Localization in Periodic Potentials: From Schrödinger Operators to the Gross-Pitaevskii Equation (London Mathematical Society Lecture Note Series)

Localization in Periodic Potentials: From Schrödinger Operators to the Gross-Pitaevskii Equation (London Mathematical Society Lecture Note Series) [Dmitry E. Justification of the Lattice Equation for a Nonlinear Elliptic Problem . Copublished by the Soil Science Society of America and the Crop Science Society of . Localization in Periodic Potentials From Schrödinger Operators to the Gross-Pitaevskii Equation London Mathematical Society Lecture Note Series, 390. Nonlinear PDEs: A Dynamical Systems Approach - Google Books Result Series Monográficas: London Mathematical Society lecture note series . in periodic potentials : from Schrodinger operators to the Gross-Pitaevskii equation New books: Physics Today: Vol 65, No 11 - Scitation 6 Oct 2011 . Localization in Periodic Potentials: From Schrödinger Operators to the of the Gross–Pitaevskii equation with a periodic potential; in particular, the . Volume 390 of London Mathematical Society Lecture Note Series.
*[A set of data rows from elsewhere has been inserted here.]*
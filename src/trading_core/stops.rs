//! Stop placement and trailing
//!
//! Initial stops are an ATR multiple clamped to a percentage band of entry,
//! widened to the order-book stop when that is further out (never past the
//! band's maximum). Trailing uses a chandelier anchored at the best price
//! since entry and only ever tightens.

use crate::config::StopConfig;
use crate::types::{round_to_tick, Side};

use super::trades::Trade;

pub struct StopNormalizer {
    config: StopConfig,
    tick_size: f64,
}

impl StopNormalizer {
    pub fn new(config: StopConfig, tick_size: f64) -> Self {
        Self { config, tick_size }
    }

    /// ATR distance clamped to [min_stop_pct, max_stop_pct] of entry
    pub fn atr_distance(&self, entry: f64, atr: f64) -> f64 {
        let min_dist = entry * self.config.min_stop_pct;
        let max_dist = entry * self.config.max_stop_pct;
        min_dist.max((atr * self.config.atr_mult).min(max_dist))
    }

    pub fn initial_stop(&self, entry: f64, side: Side, atr: f64) -> f64 {
        round_to_tick(entry - side.sign() * self.atr_distance(entry, atr), self.tick_size)
    }

    /// Wider of the ATR stop and the book stop, capped at the max distance
    pub fn combined_stop(&self, entry: f64, side: Side, atr: f64, book_stop: Option<f64>) -> f64 {
        let atr_dist = self.atr_distance(entry, atr);
        let book_dist = book_stop
            .map(|s| (entry - s) * side.sign())
            .filter(|d| *d > 0.0)
            .unwrap_or(0.0);
        let dist = atr_dist.max(book_dist).min(entry * self.config.max_stop_pct);
        round_to_tick(entry - side.sign() * dist, self.tick_size)
    }

    /// Igniting entries risk only to the signal bar's opposite extreme
    pub fn igniting_stop(&self, side: Side, bar_low: f64, bar_high: f64) -> f64 {
        let stop = match side {
            Side::Long => bar_low - self.tick_size,
            Side::Short => bar_high + self.tick_size,
        };
        round_to_tick(stop, self.tick_size)
    }

    /// entry +/- reward_risk x initial risk
    pub fn take_profit(&self, entry: f64, stop: f64, side: Side) -> f64 {
        let risk = (entry - stop).abs();
        round_to_tick(entry + side.sign() * self.config.reward_risk * risk, self.tick_size)
    }

    pub fn trail_mult(&self, trending: bool) -> f64 {
        if trending {
            self.config.trail_mult_trending
        } else {
            self.config.trail_mult_normal
        }
    }

    /// Chandelier trail from the best price seen. Returns the new stop if it
    /// tightened.
    pub fn trail(&self, trade: &mut Trade, price: f64, atr: f64, trending: bool) -> Option<f64> {
        trade.mark_price(price);
        let offset = self.trail_mult(trending) * atr;
        let candidate = round_to_tick(trade.best_price - trade.side.sign() * offset, self.tick_size);
        trade.tighten_stop(candidate).then_some(trade.stop_price)
    }

    /// Candle-close hardening: LONG to low - frac·ATR, SHORT to high + frac·ATR
    pub fn harden_on_candle(&self, trade: &mut Trade, low: f64, high: f64, atr: f64) -> Option<f64> {
        let frac = self.config.candle_trail_atr_frac;
        if frac <= 0.0 {
            return None;
        }
        let candidate = match trade.side {
            Side::Long => low - atr * frac,
            Side::Short => high + atr * frac,
        };
        let candidate = round_to_tick(candidate, self.tick_size);
        trade.tighten_stop(candidate).then_some(trade.stop_price)
    }
}

#[cfg(test)]
mod tests {
    use super::*;
    use crate::trading_core::trades::EntryKind;

    fn normalizer() -> StopNormalizer {
        StopNormalizer::new(StopConfig::default(), 0.05)
    }

    #[test]
    fn test_long_stop_and_target_at_100() {
        let n = normalizer();
        // max(0.4, min(3.6, 2.5)) = 2.5
        let stop = n.initial_stop(100.0, Side::Long, 2.0);
        assert_eq!(stop, 97.5);
        assert_eq!(n.take_profit(100.0, stop, Side::Long), 107.5);
    }

    #[test]
    fn test_min_distance_floor_and_short_side() {
        let n = normalizer();
        // ATR distance 0.18 below the 0.4 floor
        assert_eq!(n.initial_stop(100.0, Side::Short, 0.1), 100.4);
        assert_eq!(n.take_profit(100.0, 100.4, Side::Short), 98.8);
    }

    #[test]
    fn test_combined_stop_prefers_wider_but_caps() {
        let n = normalizer();
        // ATR dist 0.9, book dist 1.5 -> 1.5
        assert_eq!(n.combined_stop(100.0, Side::Long, 0.5, Some(98.5)), 98.5);
        // Book stop beyond the cap -> max 2.5
        assert_eq!(n.combined_stop(100.0, Side::Long, 0.5, Some(90.0)), 97.5);
        // Tighter book stop -> ATR distance
        assert_eq!(n.combined_stop(100.0, Side::Long, 0.5, Some(99.8)), 99.1);
    }

    #[test]
    fn test_trailing_never_loosens() {
        let n = normalizer();
        let mut trade = Trade::open("X", Side::Long, 100.0, 0, 97.5, 107.5, EntryKind::Standard);

        assert_eq!(n.trail(&mut trade, 104.0, 1.0, true), Some(100.0));
        // Pullback keeps the anchor
        assert_eq!(n.trail(&mut trade, 101.0, 1.0, false), Some(101.0));
        assert_eq!(n.trail(&mut trade, 102.0, 1.0, true), None);
        assert_eq!(trade.stop_price, 101.0);

        // Wider ATR would loosen: ignored
        assert_eq!(n.trail(&mut trade, 103.0, 5.0, false), None);
        assert_eq!(trade.stop_price, 101.0);
    }

    #[test]
    fn test_candle_hardening() {
        let n = normalizer();
        let mut trade = Trade::open("X", Side::Short, 100.0, 0, 102.5, 92.5, EntryKind::Standard);
        assert_eq!(n.harden_on_candle(&mut trade, 99.0, 101.0, 1.0), Some(101.2));
        assert_eq!(n.harden_on_candle(&mut trade, 99.0, 101.5, 1.0), None);
        assert!(trade.stop_tightened());
    }
}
Localization periodic potentials schrodinger operators . 2011. Localization in periodic potentials : from Schrödinger operators to the Gross-Pitaevskii equation, London Mathematical Society lecture note series 390  Localized extrema of ground state solution for nonlinear . Nonlinear PDEs - American Mathematical Society Spectral stability of periodic waves in the generalized reduced . D. E. Pelinovsky, Localization in periodic potentials. From Schrödinger operators to the Gross-Pitaevskii equation, London Mathematical Society Lecture Note Series 390. Cambridge: Cambridge University Press. x, 398 p., 2011. L. M. Pismen  Localization in PeriodicPotentials: From Schrödinger Operators to . Mathematical theory and numerical methods for Bose . - Maths, NUS c 2016 Society for Industrial and Applied Mathematics . Hamiltonian–Hopf bifurcation, normal form, nonlinear Schrödinger equation, sider the NLS equation with a general external localized potential, the latter community, this equation is referred to as the Gross–Pitaevskii equation) Note that the cubic nonlinearity. London Mathematical . - Biblioteca Sotero Prieto - UNAM Finally, as a perspective, we show briefly the mathematical models for spin-1 BEC, . Bose-Einstein condensation, Gross-Pitaevskii equation, numerical . Einstein s prediction did not receive much attention until F. London to the Nobel lectures [80, 126]. atomic physics community and condensate physics community. Localization in Periodic Potentials: From . - Google Books

Localization in Periodic Potentials: From Schrödinger Operators to the Gross-Pitaevskii Equation (London Mathematical Society Lecture Note Series) [Dmitry E.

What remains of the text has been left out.